## Material for this task
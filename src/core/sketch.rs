//! Free-hand drawing surfaces.
//!
//! A [`Canvas`] is a plain RGBA bitmap that serializes to a PNG data URI.
//! A [`SketchSurface`] adds the pointer stroke state machine and persists
//! the whole bitmap to the store after every drawn segment.

use crate::core::keys::SketchTarget;
use crate::db::store::SeatStore;
use crate::errors::{AppError, AppResult};
use crate::ui::messages::warning;
use base64::{Engine as _, engine::general_purpose::STANDARD};
use image::{ImageFormat, Rgba, RgbaImage, imageops};
use std::io::Cursor;
use std::path::Path;

pub const PNG_DATA_URI_PREFIX: &str = "data:image/png;base64,";

const INK: Rgba<u8> = Rgba([0x22, 0x22, 0x22, 0xff]);
const BLANK: Rgba<u8> = Rgba([0, 0, 0, 0]);

/// Pen diameter is 2 px with round caps.
const PEN_RADIUS: i32 = 1;

#[derive(Debug, Clone, PartialEq)]
pub struct Canvas {
    image: RgbaImage,
}

impl Canvas {
    pub fn new(width: u32, height: u32) -> Self {
        Self {
            image: RgbaImage::from_pixel(width.max(1), height.max(1), BLANK),
        }
    }

    pub fn width(&self) -> u32 {
        self.image.width()
    }

    pub fn height(&self) -> u32 {
        self.image.height()
    }

    pub fn clear(&mut self) {
        for p in self.image.pixels_mut() {
            *p = BLANK;
        }
    }

    pub fn is_blank(&self) -> bool {
        self.image.pixels().all(|p| p[3] == 0)
    }

    pub fn inked_pixels(&self) -> usize {
        self.image.pixels().filter(|p| p[3] != 0).count()
    }

    pub fn is_inked(&self, x: u32, y: u32) -> bool {
        x < self.width() && y < self.height() && self.image.get_pixel(x, y)[3] != 0
    }

    /// Stroke a line from `from` to `to`. The segment is clipped to the
    /// canvas (grown by the pen radius) before it is rasterized, so work is
    /// bounded by the canvas size whatever the coordinates.
    pub fn draw_segment(&mut self, from: (i32, i32), to: (i32, i32)) {
        let Some(((x0, y0), (x1, y1))) = self.clip_segment(from, to) else {
            return;
        };

        let (mut x, mut y) = (i64::from(x0), i64::from(y0));
        let (x1, y1) = (i64::from(x1), i64::from(y1));
        let dx = (x1 - x).abs();
        let dy = -(y1 - y).abs();
        let sx = if x < x1 { 1 } else { -1 };
        let sy = if y < y1 { 1 } else { -1 };
        let mut err = dx + dy;

        loop {
            self.stamp(x, y);
            if x == x1 && y == y1 {
                break;
            }
            let e2 = 2 * err;
            if e2 >= dy {
                err += dy;
                x += sx;
            }
            if e2 <= dx {
                err += dx;
                y += sy;
            }
        }
    }

    /// Liang–Barsky clip against `[-r, w-1+r] × [-r, h-1+r]`. `None` when
    /// the segment misses the canvas entirely.
    fn clip_segment(&self, from: (i32, i32), to: (i32, i32)) -> Option<((i32, i32), (i32, i32))> {
        let pad = f64::from(PEN_RADIUS);
        let (xmin, ymin) = (-pad, -pad);
        let xmax = f64::from(self.width()) - 1.0 + pad;
        let ymax = f64::from(self.height()) - 1.0 + pad;

        let (x0, y0) = (f64::from(from.0), f64::from(from.1));
        let (dx, dy) = (f64::from(to.0) - x0, f64::from(to.1) - y0);
        let (mut t0, mut t1) = (0.0_f64, 1.0_f64);

        for (p, q) in [
            (-dx, x0 - xmin),
            (dx, xmax - x0),
            (-dy, y0 - ymin),
            (dy, ymax - y0),
        ] {
            if p == 0.0 {
                if q < 0.0 {
                    return None;
                }
            } else if p < 0.0 {
                t0 = t0.max(q / p);
            } else {
                t1 = t1.min(q / p);
            }
        }
        if t0 > t1 {
            return None;
        }

        // Rounded clip points stay within a pixel of the box; `as` saturates.
        let at = |t: f64| ((x0 + t * dx).round() as i32, (y0 + t * dy).round() as i32);
        let start = if t0 == 0.0 { from } else { at(t0) };
        let end = if t1 == 1.0 { to } else { at(t1) };
        Some((start, end))
    }

    fn stamp(&mut self, cx: i64, cy: i64) {
        let r = i64::from(PEN_RADIUS);
        for oy in -r..=r {
            for ox in -r..=r {
                if ox * ox + oy * oy > r * r {
                    continue;
                }
                let (x, y) = (cx + ox, cy + oy);
                if x >= 0
                    && y >= 0
                    && x < i64::from(self.width())
                    && y < i64::from(self.height())
                {
                    self.image.put_pixel(x as u32, y as u32, INK);
                }
            }
        }
    }

    pub fn to_png(&self) -> AppResult<Vec<u8>> {
        let mut out = Cursor::new(Vec::new());
        self.image.write_to(&mut out, ImageFormat::Png)?;
        Ok(out.into_inner())
    }

    pub fn to_data_uri(&self) -> AppResult<String> {
        Ok(format!("{}{}", PNG_DATA_URI_PREFIX, STANDARD.encode(self.to_png()?)))
    }

    /// Replace the bitmap with a decoded data URI, anchored at the top-left
    /// corner. Parts of a larger image fall off the canvas.
    pub fn load_data_uri(&mut self, uri: &str) -> AppResult<()> {
        let decoded = decode_data_uri(uri)?;
        self.clear();
        imageops::replace(&mut self.image, &decoded, 0, 0);
        Ok(())
    }

    pub fn save_png(&self, path: &Path) -> AppResult<()> {
        self.image.save_with_format(path, ImageFormat::Png)?;
        Ok(())
    }
}

pub fn decode_data_uri(uri: &str) -> AppResult<RgbaImage> {
    let (header, payload) = uri
        .split_once(',')
        .ok_or_else(|| AppError::InvalidSketch("missing data URI header".into()))?;

    if !header.starts_with("data:image/") || !header.ends_with(";base64") {
        return Err(AppError::InvalidSketch(format!(
            "unsupported data URI header: {}",
            header
        )));
    }

    let bytes = STANDARD
        .decode(payload.trim())
        .map_err(|e| AppError::InvalidSketch(e.to_string()))?;
    Ok(image::load_from_memory(&bytes)?.to_rgba8())
}

/// A canvas plus the pointer state of the stroke in progress.
#[derive(Debug, Clone)]
pub struct SketchSurface {
    canvas: Canvas,
    target: Option<SketchTarget>,
    last: Option<(i32, i32)>,
}

impl SketchSurface {
    pub fn new(width: u32, height: u32, target: Option<SketchTarget>) -> Self {
        Self {
            canvas: Canvas::new(width, height),
            target,
            last: None,
        }
    }

    pub fn canvas(&self) -> &Canvas {
        &self.canvas
    }

    pub fn target(&self) -> Option<SketchTarget> {
        self.target
    }

    pub fn is_drawing(&self) -> bool {
        self.last.is_some()
    }

    /// Point the surface at another owner without touching the bitmap.
    /// Any stroke in progress ends here.
    pub fn retarget(&mut self, target: Option<SketchTarget>) {
        self.target = target;
        self.last = None;
    }

    /// Wipe the bitmap and reload it from `target`'s stored entry.
    pub fn load(&mut self, store: &SeatStore, target: SketchTarget) -> AppResult<()> {
        let stored = store.load_sketch(target)?;
        self.show(target, stored.as_deref());
        Ok(())
    }

    /// Retarget and show an already fetched entry. An entry that does not
    /// decode leaves the canvas blank.
    pub fn show(&mut self, target: SketchTarget, stored: Option<&str>) {
        self.retarget(Some(target));
        self.canvas.clear();

        if let Some(uri) = stored
            && let Err(e) = self.canvas.load_data_uri(uri)
        {
            warning(format!("Ignoring unreadable {}: {}", target, e));
            self.canvas.clear();
        }
    }

    pub fn pointer_down(&mut self, x: i32, y: i32) {
        self.last = Some((x, y));
    }

    /// Draw from the previous point and persist. Returns false when no
    /// stroke is active.
    pub fn pointer_move(&mut self, store: &mut SeatStore, x: i32, y: i32) -> AppResult<bool> {
        let Some(from) = self.last else {
            return Ok(false);
        };

        self.canvas.draw_segment(from, (x, y));
        self.last = Some((x, y));
        self.persist(store)?;
        Ok(true)
    }

    /// End the stroke and persist once more. Returns false when no stroke
    /// was active.
    pub fn pointer_up(&mut self, store: &mut SeatStore) -> AppResult<bool> {
        if self.last.take().is_none() {
            return Ok(false);
        }
        self.persist(store)?;
        Ok(true)
    }

    pub fn pointer_leave(&mut self, store: &mut SeatStore) -> AppResult<bool> {
        self.pointer_up(store)
    }

    /// Stored form of the bitmap; a blank canvas has no stored entry.
    pub fn snapshot(&self) -> AppResult<Option<String>> {
        if self.canvas.is_blank() {
            Ok(None)
        } else {
            self.canvas.to_data_uri().map(Some)
        }
    }

    /// Save the bitmap under the current target. Without a target the
    /// bitmap has no owner and nothing is written.
    pub fn persist(&self, store: &mut SeatStore) -> AppResult<bool> {
        let Some(target) = self.target else {
            return Ok(false);
        };
        match self.snapshot()? {
            Some(uri) => store.save_sketch(target, &uri)?,
            None => {
                store.remove_sketch(target)?;
            }
        }
        Ok(true)
    }

    /// Erase the bitmap and delete its stored entry.
    pub fn clear(&mut self, store: &mut SeatStore) -> AppResult<()> {
        self.wipe();
        self.persist(store)?;
        Ok(())
    }

    /// Erase the bitmap only.
    pub fn wipe(&mut self) {
        self.canvas.clear();
        self.last = None;
    }
}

## Work request
Show all lines above containing "SketchSurface".

## Written solution
//! A [`SketchSurface`] adds the pointer stroke state machine and persists
pub struct SketchSurface {
impl SketchSurface {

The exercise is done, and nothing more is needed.